use crate::algorithms::SimilarityMatrix;
use crate::error::{RecommendError, Result};
use crate::models::ContentRecommendations;
use crate::services::catalog::Catalog;
use crate::services::posters::PosterStore;
use std::sync::Arc;
use tracing::{debug, warn};

/// Nearest neighbours of a restaurant in the precomputed similarity matrix.
pub struct ContentRecommender {
    catalog: Arc<Catalog>,
    similarity: Arc<SimilarityMatrix>,
    posters: Arc<dyn PosterStore>,
    neighbors: usize,
}

impl ContentRecommender {
    pub fn new(
        catalog: Arc<Catalog>,
        similarity: Arc<SimilarityMatrix>,
        posters: Arc<dyn PosterStore>,
        neighbors: usize,
    ) -> Result<Self> {
        if similarity.len() != catalog.len() {
            return Err(RecommendError::DimensionMismatch {
                expected: catalog.len(),
                actual: similarity.len(),
            });
        }

        Ok(Self {
            catalog,
            similarity,
            posters,
            neighbors,
        })
    }

    pub fn similar_to(&self, restaurant_name: &str) -> Result<ContentRecommendations> {
        let index = self
            .catalog
            .position_of_name(restaurant_name)
            .ok_or_else(|| RecommendError::not_found(restaurant_name))?;

        let mut recommendations = ContentRecommendations {
            restaurant_ids: Vec::with_capacity(self.neighbors),
            names: Vec::with_capacity(self.neighbors),
            scores: Vec::with_capacity(self.neighbors),
            posters: Vec::with_capacity(self.neighbors),
        };

        for (position, score) in self.similarity.nearest_neighbors(index, self.neighbors)? {
            let Some(restaurant) = self.catalog.get(position) else {
                warn!("Similarity row {} has no catalog entry", position);
                continue;
            };

            let poster = match self.posters.get_poster(&restaurant.restaurant_id) {
                Ok(poster) => poster,
                Err(e) => {
                    warn!("Poster lookup failed for {}: {}", restaurant.restaurant_id, e);
                    None
                }
            };

            recommendations.restaurant_ids.push(restaurant.restaurant_id.clone());
            recommendations.names.push(restaurant.restaurant_name.clone());
            recommendations.scores.push(score);
            recommendations.posters.push(poster);
        }

        debug!(
            "Found {} restaurants similar to {}",
            recommendations.len(),
            restaurant_name
        );
        Ok(recommendations)
    }
}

============

About this task: Write the material out once more, exactly.

Solution below:
use crate::algorithms::SimilarityMatrix;
use crate::error::{RecommendError, Result};
use crate::models::ContentRecommendations;
use crate::services::catalog::Catalog;
use crate::services::posters::PosterStore;
use std::sync::Arc;
use tracing::{debug, warn};

/// Nearest neighbours of a restaurant in the precomputed similarity matrix.
pub struct ContentRecommender {
    catalog: Arc<Catalog>,
    similarity: Arc<SimilarityMatrix>,
    posters: Arc<dyn PosterStore>,
    neighbors: usize,
}

impl ContentRecommender {
    pub fn new(
        catalog: Arc<Catalog>,
        similarity: Arc<SimilarityMatrix>,
        posters: Arc<dyn PosterStore>,
        neighbors: usize,
    ) -> Result<Self> {
        if similarity.len() != catalog.len() {
            return Err(RecommendError::DimensionMismatch {
                expected: catalog.len(),
                actual: similarity.len(),
            });
        }

        Ok(Self {
            catalog,
            similarity,
            posters,
            neighbors,
        })
    }

    pub fn similar_to(&self, restaurant_name: &str) -> Result<ContentRecommendations> {
        let index = self
            .catalog
            .position_of_name(restaurant_name)
            .ok_or_else(|| RecommendError::not_found(restaurant_name))?;

        let mut recommendations = ContentRecommendations {
            restaurant_ids: Vec::with_capacity(self.neighbors),
            names: Vec::with_capacity(self.neighbors),
            scores: Vec::with_capacity(self.neighbors),
            posters: Vec::with_capacity(self.neighbors),
        };

        for (position, score) in self.similarity.nearest_neighbors(index, self.neighbors)? {
            let Some(restaurant) = self.catalog.get(position) else {
                warn!("Similarity row {} has no catalog entry", position);
                continue;
            };

            let poster = match self.posters.get_poster(&restaurant.restaurant_id) {
                Ok(poster) => poster,
                Err(e) => {
                    warn!("Poster lookup failed for {}: {}", restaurant.restaurant_id, e);
                    None
                }
            };

            recommendations.restaurant_ids.push(restaurant.restaurant_id.clone());
            recommendations.names.push(restaurant.restaurant_name.clone());
            recommendations.scores.push(score);
            recommendations.posters.push(poster);
        }

        debug!(
            "Found {} restaurants similar to {}",
            recommendations.len(),
            restaurant_name
        );
        Ok(recommendations)
    }
}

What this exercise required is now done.